━━━ EXTRACTED DATA
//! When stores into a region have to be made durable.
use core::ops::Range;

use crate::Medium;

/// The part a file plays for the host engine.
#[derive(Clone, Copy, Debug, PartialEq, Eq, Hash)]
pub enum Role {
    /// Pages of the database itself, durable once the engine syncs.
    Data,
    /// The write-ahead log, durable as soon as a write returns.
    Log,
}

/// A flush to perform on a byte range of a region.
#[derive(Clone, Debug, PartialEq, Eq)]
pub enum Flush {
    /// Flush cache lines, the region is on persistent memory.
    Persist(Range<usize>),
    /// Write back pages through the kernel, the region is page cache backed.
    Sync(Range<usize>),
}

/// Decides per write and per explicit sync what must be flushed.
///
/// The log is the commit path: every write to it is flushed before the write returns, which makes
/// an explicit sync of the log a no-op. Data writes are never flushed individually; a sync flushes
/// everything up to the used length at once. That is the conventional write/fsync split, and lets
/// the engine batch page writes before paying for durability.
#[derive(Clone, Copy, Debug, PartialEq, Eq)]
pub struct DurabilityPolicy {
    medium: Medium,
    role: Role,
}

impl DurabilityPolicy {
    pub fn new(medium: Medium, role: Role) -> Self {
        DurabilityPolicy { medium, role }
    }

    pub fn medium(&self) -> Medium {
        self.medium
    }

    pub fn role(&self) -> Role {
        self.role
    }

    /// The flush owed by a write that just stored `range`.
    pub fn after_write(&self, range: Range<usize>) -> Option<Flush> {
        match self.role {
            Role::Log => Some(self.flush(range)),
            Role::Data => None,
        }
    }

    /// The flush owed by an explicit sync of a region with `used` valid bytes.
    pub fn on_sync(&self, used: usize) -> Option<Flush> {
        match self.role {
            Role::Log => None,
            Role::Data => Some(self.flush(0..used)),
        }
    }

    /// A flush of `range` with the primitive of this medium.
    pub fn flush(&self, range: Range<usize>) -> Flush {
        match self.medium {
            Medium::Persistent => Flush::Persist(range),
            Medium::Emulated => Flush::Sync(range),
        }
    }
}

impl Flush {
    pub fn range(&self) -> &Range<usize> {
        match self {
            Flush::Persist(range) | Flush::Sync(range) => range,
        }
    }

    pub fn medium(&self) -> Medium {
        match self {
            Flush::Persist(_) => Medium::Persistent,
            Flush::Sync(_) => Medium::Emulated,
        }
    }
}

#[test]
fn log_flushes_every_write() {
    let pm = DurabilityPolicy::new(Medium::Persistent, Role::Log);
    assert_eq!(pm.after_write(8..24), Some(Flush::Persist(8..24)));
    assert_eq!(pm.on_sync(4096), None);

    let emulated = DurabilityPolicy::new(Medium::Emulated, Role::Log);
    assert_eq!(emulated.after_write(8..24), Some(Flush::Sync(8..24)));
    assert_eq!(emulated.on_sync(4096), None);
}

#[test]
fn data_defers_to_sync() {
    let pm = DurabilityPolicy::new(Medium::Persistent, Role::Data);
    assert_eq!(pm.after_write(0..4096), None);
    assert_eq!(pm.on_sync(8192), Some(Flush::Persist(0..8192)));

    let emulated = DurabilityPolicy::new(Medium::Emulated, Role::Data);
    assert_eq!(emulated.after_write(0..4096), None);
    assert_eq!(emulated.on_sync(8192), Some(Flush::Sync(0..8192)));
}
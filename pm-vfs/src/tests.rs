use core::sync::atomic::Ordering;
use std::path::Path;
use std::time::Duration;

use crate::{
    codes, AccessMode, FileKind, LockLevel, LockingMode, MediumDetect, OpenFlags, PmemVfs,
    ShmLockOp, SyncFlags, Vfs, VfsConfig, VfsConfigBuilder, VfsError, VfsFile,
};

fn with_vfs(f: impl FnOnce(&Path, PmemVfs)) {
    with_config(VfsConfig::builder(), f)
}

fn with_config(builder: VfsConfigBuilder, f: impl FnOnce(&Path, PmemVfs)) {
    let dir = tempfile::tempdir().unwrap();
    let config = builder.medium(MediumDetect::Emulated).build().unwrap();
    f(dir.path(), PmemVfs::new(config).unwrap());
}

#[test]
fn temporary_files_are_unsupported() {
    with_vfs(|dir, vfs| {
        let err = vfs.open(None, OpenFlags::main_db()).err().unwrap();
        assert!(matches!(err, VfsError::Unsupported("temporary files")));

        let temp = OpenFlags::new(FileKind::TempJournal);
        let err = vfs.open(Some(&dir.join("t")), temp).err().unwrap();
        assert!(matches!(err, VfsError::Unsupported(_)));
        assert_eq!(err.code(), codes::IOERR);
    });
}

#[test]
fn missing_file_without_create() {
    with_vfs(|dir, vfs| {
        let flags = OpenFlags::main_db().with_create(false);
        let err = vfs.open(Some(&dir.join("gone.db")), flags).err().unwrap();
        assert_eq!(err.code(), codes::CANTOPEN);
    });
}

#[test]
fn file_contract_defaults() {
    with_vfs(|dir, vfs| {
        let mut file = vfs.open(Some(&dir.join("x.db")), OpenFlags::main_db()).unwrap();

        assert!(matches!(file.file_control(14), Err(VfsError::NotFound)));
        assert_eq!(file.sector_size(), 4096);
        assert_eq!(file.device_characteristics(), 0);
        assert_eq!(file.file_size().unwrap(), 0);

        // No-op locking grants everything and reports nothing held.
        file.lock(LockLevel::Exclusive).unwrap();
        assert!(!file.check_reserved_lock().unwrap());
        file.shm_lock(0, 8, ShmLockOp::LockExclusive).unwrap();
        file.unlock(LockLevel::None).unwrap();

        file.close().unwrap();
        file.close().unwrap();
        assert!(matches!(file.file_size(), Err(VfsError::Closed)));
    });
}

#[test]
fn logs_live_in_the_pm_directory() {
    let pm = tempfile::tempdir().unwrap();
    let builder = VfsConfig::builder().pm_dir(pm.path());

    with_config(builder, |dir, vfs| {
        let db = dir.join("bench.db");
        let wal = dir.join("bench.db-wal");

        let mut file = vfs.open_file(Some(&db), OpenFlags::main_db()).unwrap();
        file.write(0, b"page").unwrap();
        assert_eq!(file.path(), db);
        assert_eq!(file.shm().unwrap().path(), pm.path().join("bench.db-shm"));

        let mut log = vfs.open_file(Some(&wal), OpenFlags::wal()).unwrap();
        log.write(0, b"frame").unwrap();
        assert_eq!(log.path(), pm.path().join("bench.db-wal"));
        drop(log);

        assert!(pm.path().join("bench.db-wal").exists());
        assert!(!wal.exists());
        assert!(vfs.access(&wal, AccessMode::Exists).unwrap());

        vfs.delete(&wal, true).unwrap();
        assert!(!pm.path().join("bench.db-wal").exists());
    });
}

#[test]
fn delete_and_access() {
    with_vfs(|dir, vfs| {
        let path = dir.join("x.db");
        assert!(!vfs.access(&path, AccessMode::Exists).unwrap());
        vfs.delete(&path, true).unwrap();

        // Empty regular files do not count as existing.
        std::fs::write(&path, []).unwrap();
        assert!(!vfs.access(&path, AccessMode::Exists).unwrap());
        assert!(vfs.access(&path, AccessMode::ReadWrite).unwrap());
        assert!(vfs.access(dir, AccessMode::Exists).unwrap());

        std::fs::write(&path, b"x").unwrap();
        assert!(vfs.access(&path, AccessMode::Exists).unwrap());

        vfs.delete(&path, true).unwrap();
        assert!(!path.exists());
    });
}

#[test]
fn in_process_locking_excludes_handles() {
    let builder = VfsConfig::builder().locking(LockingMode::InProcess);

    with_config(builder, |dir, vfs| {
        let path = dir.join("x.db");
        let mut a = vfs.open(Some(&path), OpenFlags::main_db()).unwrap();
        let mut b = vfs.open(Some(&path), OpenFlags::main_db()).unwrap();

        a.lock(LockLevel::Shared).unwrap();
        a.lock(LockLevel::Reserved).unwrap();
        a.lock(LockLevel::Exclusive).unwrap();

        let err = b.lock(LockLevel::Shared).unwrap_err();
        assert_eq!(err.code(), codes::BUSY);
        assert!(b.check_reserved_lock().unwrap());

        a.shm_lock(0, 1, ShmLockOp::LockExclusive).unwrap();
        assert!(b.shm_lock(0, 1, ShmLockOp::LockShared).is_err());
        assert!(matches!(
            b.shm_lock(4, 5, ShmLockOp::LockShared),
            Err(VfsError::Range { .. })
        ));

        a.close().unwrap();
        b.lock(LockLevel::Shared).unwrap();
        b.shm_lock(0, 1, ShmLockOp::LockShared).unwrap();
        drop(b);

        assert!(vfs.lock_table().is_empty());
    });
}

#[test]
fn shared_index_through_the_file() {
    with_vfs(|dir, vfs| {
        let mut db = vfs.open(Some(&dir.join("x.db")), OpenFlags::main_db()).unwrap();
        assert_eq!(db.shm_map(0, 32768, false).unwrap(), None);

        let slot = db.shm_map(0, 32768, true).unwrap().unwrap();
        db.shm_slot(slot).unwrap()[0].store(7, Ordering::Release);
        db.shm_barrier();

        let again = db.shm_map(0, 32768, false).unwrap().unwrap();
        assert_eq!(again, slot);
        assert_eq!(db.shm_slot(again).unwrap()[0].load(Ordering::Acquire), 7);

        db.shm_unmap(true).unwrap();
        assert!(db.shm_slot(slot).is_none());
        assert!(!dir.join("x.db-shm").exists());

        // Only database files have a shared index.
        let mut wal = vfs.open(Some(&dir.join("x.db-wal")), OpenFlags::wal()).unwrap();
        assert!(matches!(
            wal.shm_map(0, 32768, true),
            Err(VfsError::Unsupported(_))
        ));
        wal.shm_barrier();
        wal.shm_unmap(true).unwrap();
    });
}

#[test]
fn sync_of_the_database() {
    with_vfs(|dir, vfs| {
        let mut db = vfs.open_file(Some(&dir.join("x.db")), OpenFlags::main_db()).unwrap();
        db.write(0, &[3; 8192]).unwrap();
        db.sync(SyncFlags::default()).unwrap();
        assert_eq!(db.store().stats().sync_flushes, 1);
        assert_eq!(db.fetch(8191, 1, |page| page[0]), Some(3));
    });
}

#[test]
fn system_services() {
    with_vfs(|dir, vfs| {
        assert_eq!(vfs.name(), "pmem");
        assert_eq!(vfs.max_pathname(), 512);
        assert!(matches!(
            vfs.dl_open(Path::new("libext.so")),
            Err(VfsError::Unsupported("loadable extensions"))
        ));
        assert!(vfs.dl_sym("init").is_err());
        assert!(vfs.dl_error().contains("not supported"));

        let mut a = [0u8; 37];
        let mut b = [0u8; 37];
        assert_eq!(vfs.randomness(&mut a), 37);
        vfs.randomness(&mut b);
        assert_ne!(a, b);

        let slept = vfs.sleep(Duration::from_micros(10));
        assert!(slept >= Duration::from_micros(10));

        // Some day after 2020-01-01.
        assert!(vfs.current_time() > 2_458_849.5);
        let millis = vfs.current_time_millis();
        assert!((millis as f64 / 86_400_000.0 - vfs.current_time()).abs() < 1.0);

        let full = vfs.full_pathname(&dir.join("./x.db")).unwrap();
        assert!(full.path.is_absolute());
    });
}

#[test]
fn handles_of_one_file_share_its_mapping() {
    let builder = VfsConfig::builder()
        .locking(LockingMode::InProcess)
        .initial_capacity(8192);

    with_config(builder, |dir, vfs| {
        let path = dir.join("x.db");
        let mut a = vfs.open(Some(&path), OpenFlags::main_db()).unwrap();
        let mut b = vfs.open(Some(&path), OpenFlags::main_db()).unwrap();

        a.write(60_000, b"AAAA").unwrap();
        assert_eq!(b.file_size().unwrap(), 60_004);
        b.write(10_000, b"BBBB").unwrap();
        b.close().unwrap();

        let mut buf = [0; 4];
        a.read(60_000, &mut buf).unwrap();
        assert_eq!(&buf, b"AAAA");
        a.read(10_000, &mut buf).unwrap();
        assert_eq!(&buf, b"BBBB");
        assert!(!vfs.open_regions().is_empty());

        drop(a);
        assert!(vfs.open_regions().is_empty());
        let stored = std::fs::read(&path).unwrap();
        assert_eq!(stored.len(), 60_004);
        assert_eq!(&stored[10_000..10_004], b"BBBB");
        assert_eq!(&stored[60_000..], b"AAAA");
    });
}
━━━━━━
*TASK BRIEF*
One stretch of the lines above is wanted, from the line that contains "builder = VfsConfig::builder().locking(LockingMode::InProcess);" through the line that contains "a.lock(LockLevel::Reserved).unwrap();". Output it exactly.

*EXPECTED ANSWER*
    let builder = VfsConfig::builder().locking(LockingMode::InProcess);

    with_config(builder, |dir, vfs| {
        let path = dir.join("x.db");
        let mut a = vfs.open(Some(&path), OpenFlags::main_db()).unwrap();
        let mut b = vfs.open(Some(&path), OpenFlags::main_db()).unwrap();

        a.lock(LockLevel::Shared).unwrap();
        a.lock(LockLevel::Reserved).unwrap();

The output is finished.